- [Task requirements]:
Each line from the start of the data below through the one containing "authenticated identity. The" must be reproduced exactly.

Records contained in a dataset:
######

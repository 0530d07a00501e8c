//! Client key derivation.
//!
//! Different endpoint classes count at different granularity: generic
//! pages by network address alone, data endpoints by address and path,
//! sensitive submissions by address and authenticated identity. The
//! strategy is chosen per limiter, so changing granularity never touches
//! the limiter's core logic.

/// Request attributes available to key derivation.
#[derive(Clone, Copy, Debug)]
pub struct RequestContext<'a> {
    /// Client network address.
    pub address: &'a str,
    /// Request path.
    pub path: &'a str,
    /// Authenticated identity, when the endpoint has one.
    pub identity: Option<&'a str>,
}

impl<'a> RequestContext<'a> {
    pub fn new(address: &'a str, path: &'a str) -> Self {
        Self {
            address,
            path,
            identity: None,
        }
    }

    pub fn with_identity(mut self, identity: &'a str) -> Self {
        self.identity = Some(identity);
        self
    }
}

/// How the counting key is derived from a request.
#[derive(Clone, Copy, Debug, Eq, PartialEq)]
pub enum KeyStrategy {
    ByAddress,
    ByAddressAndPath,
    ByAddressAndIdentity,
}

impl KeyStrategy {
    /// Derive the counting key for a request.
    pub fn derive(&self, ctx: &RequestContext<'_>) -> String {
        match self {
            Self::ByAddress => format!("rl:{}", ctx.address),
            Self::ByAddressAndPath => format!("rl:{}:{}", ctx.address, ctx.path),
            Self::ByAddressAndIdentity => {
                format!("rl:{}:{}", ctx.address, ctx.identity.unwrap_or("anon"))
            }
        }
    }
}
//! Quote provider abstractions and implementations.
//!
//! This module contains:
//! - The `QuoteProvider` trait that both upstream clients implement
//! - Concrete provider implementations (Twelve Data, Alpha Vantage)
//!
//! Providers are stateless adapters: given a symbol or pair, perform one
//! network call and translate the provider's proprietary response shape
//! into the canonical quote model, or return a typed failure. Which
//! provider is "primary" and which is "secondary" is aggregation-service
//! policy, not a property of the providers themselves.

mod traits;

pub mod alpha_vantage;
pub mod twelve_data;

pub use traits::QuoteProvider;

use rust_decimal::Decimal;
use std::str::FromStr;

/// Parse a decimal from a provider string field.
///
/// Providers ship numeric fields as JSON strings; an unparsable value is
/// treated the same as a missing one by callers.
pub(crate) fn parse_decimal(s: &str) -> Option<Decimal> {
    Decimal::from_str(s.trim()).ok()
}

/// Parse a percentage field, tolerating a trailing `%`.
pub(crate) fn parse_percent(s: &str) -> Option<Decimal> {
    parse_decimal(s.trim().trim_end_matches('%'))
}

/// Split a currency pair like "USD/KRW" or "USDKRW" into (from, to).
pub(crate) fn split_pair(pair: &str) -> Option<(&str, &str)> {
    if let Some((from, to)) = pair.split_once('/') {
        if !from.is_empty() && !to.is_empty() {
            return Some((from, to));
        }
        return None;
    }

    if pair.len() == 6 && pair.chars().all(|c| c.is_ascii_alphabetic()) {
        return Some((&pair[..3], &pair[3..]));
    }

    None
}

#[cfg(test)]
mod tests {
    use super::*;
    use rust_decimal_macros::dec;

    #[test]
    fn test_parse_decimal() {
        assert_eq!(parse_decimal("187.44"), Some(dec!(187.44)));
        assert_eq!(parse_decimal(" 1324.5 "), Some(dec!(1324.5)));
        assert_eq!(parse_decimal("n/a"), None);
        assert_eq!(parse_decimal(""), None);
    }

    #[test]
    fn test_parse_percent() {
        assert_eq!(parse_percent("0.6571%"), Some(dec!(0.6571)));
        assert_eq!(parse_percent("-1.2"), Some(dec!(-1.2)));
        assert_eq!(parse_percent("%"), None);
    }

    #[test]
    fn test_split_pair() {
        assert_eq!(split_pair("USD/KRW"), Some(("USD", "KRW")));
        assert_eq!(split_pair("EURUSD"), Some(("EUR", "USD")));
        assert_eq!(split_pair("USD/"), None);
        assert_eq!(split_pair("GOLD"), None);
    }
}
//! Atomic file writes for artifacts, key files and vaults.
//!
//! Every file is written to a sibling temp file and renamed over the target,
//! so a crash never leaves a half-written artifact or key behind.

use std::fs;
use std::io::Write;
use std::path::{Path, PathBuf};

use crate::error::Result;

fn temp_path(path: &Path) -> PathBuf {
    let mut name = path
        .file_name()
        .map(|n| n.to_os_string())
        .unwrap_or_default();
    name.push(".tmp");
    path.with_file_name(name)
}

fn ensure_parent(path: &Path) -> Result<()> {
    if let Some(parent) = path.parent() {
        if !parent.as_os_str().is_empty() {
            fs::create_dir_all(parent)?;
        }
    }
    Ok(())
}

/// Write `contents` to `path` atomically (temp file, then rename).
pub fn write_atomic(path: &Path, contents: &[u8]) -> Result<()> {
    ensure_parent(path)?;
    let temp = temp_path(path);
    fs::write(&temp, contents)?;
    fs::rename(&temp, path)?;
    Ok(())
}

/// Write `contents` atomically with owner-only permissions on Unix.
pub fn write_private(path: &Path, contents: &[u8]) -> Result<()> {
    ensure_parent(path)?;
    let temp = temp_path(path);

    let mut options = fs::OpenOptions::new();
    options.write(true).create(true).truncate(true);
    #[cfg(unix)]
    {
        use std::os::unix::fs::OpenOptionsExt;
        options.mode(0o600);
    }

    let mut file = options.open(&temp)?;
    file.write_all(contents)?;
    file.sync_all()?;
    drop(file);

    fs::rename(&temp, path)?;
    Ok(())
}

######

- [Solved problem]:
repository 0530d07a00501e8c
//! Client key derivation.
//!
//! Different endpoint classes count at different granularity: generic
//! pages by network address alone, data endpoints by address and path,
//! sensitive submissions by address and authenticated identity. The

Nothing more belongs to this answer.